Opinião

Eleições EUA: Operações psicológicas como arma eleitoral

29/02/2016

A maior parte da cúpula do Partido Republicano ainda sonha em emplacar Ted Cruz como o candidato do partido à Casa Branca. Não que Ted Cruz seja menos reacionário do que Donald Trump, o franco favorito nas prévias dos “elefantes” (o elefante é o símbolo do Partido Republicano), mas por que avaliam que Trump seria um candidato mais fácil de ser batido pelo oponente do Partido Democrata. Para viabilizar Ted Cruz, estão sendo empregadas técnicas de “operações psicológicas”, como nos conta Thierry Meyssan neste artigo.

Ted Cruz PsyOp

Pela primeira vez na História, uma equipe especializada em operações psicológicas tenta fabricar um candidato à eleição presidencial estadunidense e leva-lo à Casa Branca. Sua vitória, se ocorrer, atestaria a possibilidade de falsificar o próprio processo eleitoral.
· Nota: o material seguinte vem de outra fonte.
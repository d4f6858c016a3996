//! S6: a slot released at the end of one session is handed to the very next
//! admission, and a fresh client can bring up a connection on it cleanly.

use std::time::Duration;

use rdma_broker_lib::telemetry::Metrics;
use rdma_broker_lib::tls::build_connector;
use rdma_broker_lib::transport::mock::MockFabric;
use rustls_pki_types::ServerName;
use tests_e2e::common::{make_config, make_self_signed_cert, make_shared_on_fabric, pick_free_port, TestResult};
use tokio::net::TcpStream;
use tokio::time::timeout;

async fn run_one_client(
    listen: std::net::SocketAddr,
    config: &rdma_broker_lib::Config,
    client_shared: &std::sync::Arc<rdma_broker_lib::server::SharedResources>,
) -> TestResult<usize> {
    let slot_id = client_shared.slots.admit()?;
    let connector = build_connector(&config.tls)?;
    let tcp = TcpStream::connect(listen).await?;
    let server_name = ServerName::try_from(listen.ip().to_string())?;
    let tls_stream = connector.connect(server_name, tcp).await?;

    let metrics = Metrics::default();
    let mut connection = timeout(
        Duration::from_secs(2),
        rdma_broker_lib::client::connect(tls_stream, &client_shared.device, &client_shared.buffers, slot_id, &metrics),
    )
    .await??;

    let _welcome = timeout(Duration::from_secs(2), rdma_broker_lib::client::recv_message(&mut connection)).await??;
    let reply = timeout(
        Duration::from_secs(2),
        rdma_broker_lib::client::send_and_receive(&mut connection, "hi"),
    )
    .await??;
    assert!(reply.contains("hi"));

    // An empty message is the session's documented close signal: it ends
    // the server's echo loop so the slot that served this client is
    // released before the next admission is attempted.
    timeout(Duration::from_secs(2), rdma_broker_lib::client::send_message(&mut connection, "")).await??;

    client_shared.buffers.release(connection.buffers.chunk_id);
    client_shared.slots.release(slot_id);
    Ok(slot_id)
}

#[tokio::test]
async fn a_released_slot_serves_the_next_client() -> TestResult {
    let listen = pick_free_port()?;
    let (cert, key) = make_self_signed_cert()?;
    let config = make_config(listen, 1, &cert, &key);

    let fabric = MockFabric::new();
    let server_shared = make_shared_on_fabric(&fabric, 1, config.cq_fanout)?;
    let server_slots = server_shared.clone();
    let server = tokio::spawn(rdma_broker_lib::run(config.clone(), server_shared));
    tokio::time::sleep(Duration::from_millis(50)).await;

    let client_shared = make_shared_on_fabric(&fabric, 1, config.cq_fanout)?;

    let first_slot = run_one_client(listen, &config, &client_shared).await?;

    for _ in 0..40 {
        if server_slots.slots.active_count() == 0 {
            break;
        }
        tokio::time::sleep(Duration::from_millis(25)).await;
    }
    assert_eq!(server_slots.slots.active_count(), 0, "server must release the first session's slot");

    let second_slot = run_one_client(listen, &config, &client_shared).await?;
    assert_eq!(first_slot, second_slot, "the table only has one slot; both clients must use it");

    server.abort();
    Ok(())
}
Ou, poria a questão do poder dos militares sobre as instituições civis.

Por Thierry Meyssan*

As “operações psicológicas” (Psy Ops) são “artifícios de guerra”, à imagem do Cavalo de Troia. Sob a influência do general Edward Lansdale, os Estados Unidos dotaram seus exércitos e a CIA de unidades especializadas, inicialmente nas Filipinas, no Vietnã e contra Cuba, depois de maneira permanente [1].

As operações psicológicas são muito mais complexas que a propaganda que não visa a outro objetivo senão deformar a percepção da realidade. Por exemplo, durante a guerra contra a Síria em 2011, a propaganda aliada consistia em convencer a população de que o presidente Assad fugiria como o presidente Ben Ali tinha fugido na Tunísia. Os sírios deveriam então se preparar para um novo regime. Enquanto no começo de 2012, uma operação psicológica previa substituir nos canais de televisão nacional com falsos programas pondo em cena a queda da República Árabe Síria de sorte que a população não opusesse mais qualquer resistência  [2].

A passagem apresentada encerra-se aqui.